This Stackoverflow link may be useful to you.

The answers above are sufficient but i would like to add some more information from the link above.

I am copying some information from the answers in, the link above, over here.

We should note that even if the fields in the Object are very big (i.e. long names) you do not need to use a file system sort, you can use an in-memory sort, because

# elements * 8 ~= 762 MB (most modern systems have enough memory for that)
             ^
        key(age) + pointer to struct requires 8 bytes in 32 bits system

It is important to minimize the disk accesses - because disks are not random access, and disk accesses are MUCH slower then RAM accesses.

Now, use a sort of your choice on that - and avoid using disk for the sorting process.

Some possibilities of sorts (on RAM) for this case are:

  • Standard quicksort or merge-sort (Which you had already thought of)
  • Bucket sort can also be applied here, since the rage is limited to [0,150] (Which others have specified here under the name Count Sort)
  • Radix sort (For the same reason, radix sort will need ceil(log_2(150)) ~= 8 iterations

I wanted to point out the memory aspect in case you may encounter the same question but may need to answer it taking the memory constraints into consideration.

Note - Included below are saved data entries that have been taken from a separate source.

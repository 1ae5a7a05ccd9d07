use chrono::{DateTime, Utc};
use itertools::Itertools;

use crate::state::{DueCandidate, Status, Task, fractional_days};

/// Score of an item that has never been scheduled; puts it ahead of any
/// realistic overdue ratio.
pub const UNSCHEDULED_SCORE: f64 = 1000.0;

/// Whether an item belongs on today's list at all.
pub fn is_due(candidate: &DueCandidate, now: DateTime<Utc>) -> bool {
    candidate.next_review_at <= now || candidate.status == Status::New
}

/// Overdue time as a multiple of the item's own interval.
pub fn priority_score(candidate: &DueCandidate, now: DateTime<Utc>) -> f64 {
    if candidate.interval_days == 0 {
        return UNSCHEDULED_SCORE;
    }
    fractional_days(now - candidate.next_review_at) / f64::from(candidate.interval_days)
}

/// Picks the `limit` most urgent due items, most urgent first.
///
/// Equal scores keep the order of `candidates`.
pub fn rank_due_tasks(
    candidates: Vec<DueCandidate>,
    now: DateTime<Utc>,
    limit: usize,
) -> Vec<Task> {
    candidates
        .into_iter()
        .filter(|c| is_due(c, now))
        .map(|c| (priority_score(&c, now), c))
        .sorted_by(|(a, _), (b, _)| b.total_cmp(a))
        .take(limit)
        .map(|(_, c)| Task {
            overdue_by_days: fractional_days(now - c.next_review_at),
            item_id: c.item.id,
            title: c.item.title,
            slug: c.item.slug,
            difficulty: c.item.difficulty,
            status: c.status,
            next_review_at: c.next_review_at,
        })
        .collect()
}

In fact your constraints are even less(10^6 compared to the 10^8 in the other question).

As for the matter of storing it -

The quickest way to sort it would be to allocate 151 linked lists/vector (let's call them buckets or whatever you may depending on the language you prefer) and put each person's data structure in the bucket according to his/her age(all people's ages are between 0 and 150):

bucket[person->age].add(person)

As others have pointed out Bucket Sort is going to be the better option for you.

In fact the beauty of bucket sort is that if you have to perform any operation on ranges of ages(like from 10-50 years of age) you can partition your bucket sizes according to your requirements(like have varied bucket range for each bucket).

I repeat again i have copied the information from the answers in the link given above, but i believe they might be useful to you.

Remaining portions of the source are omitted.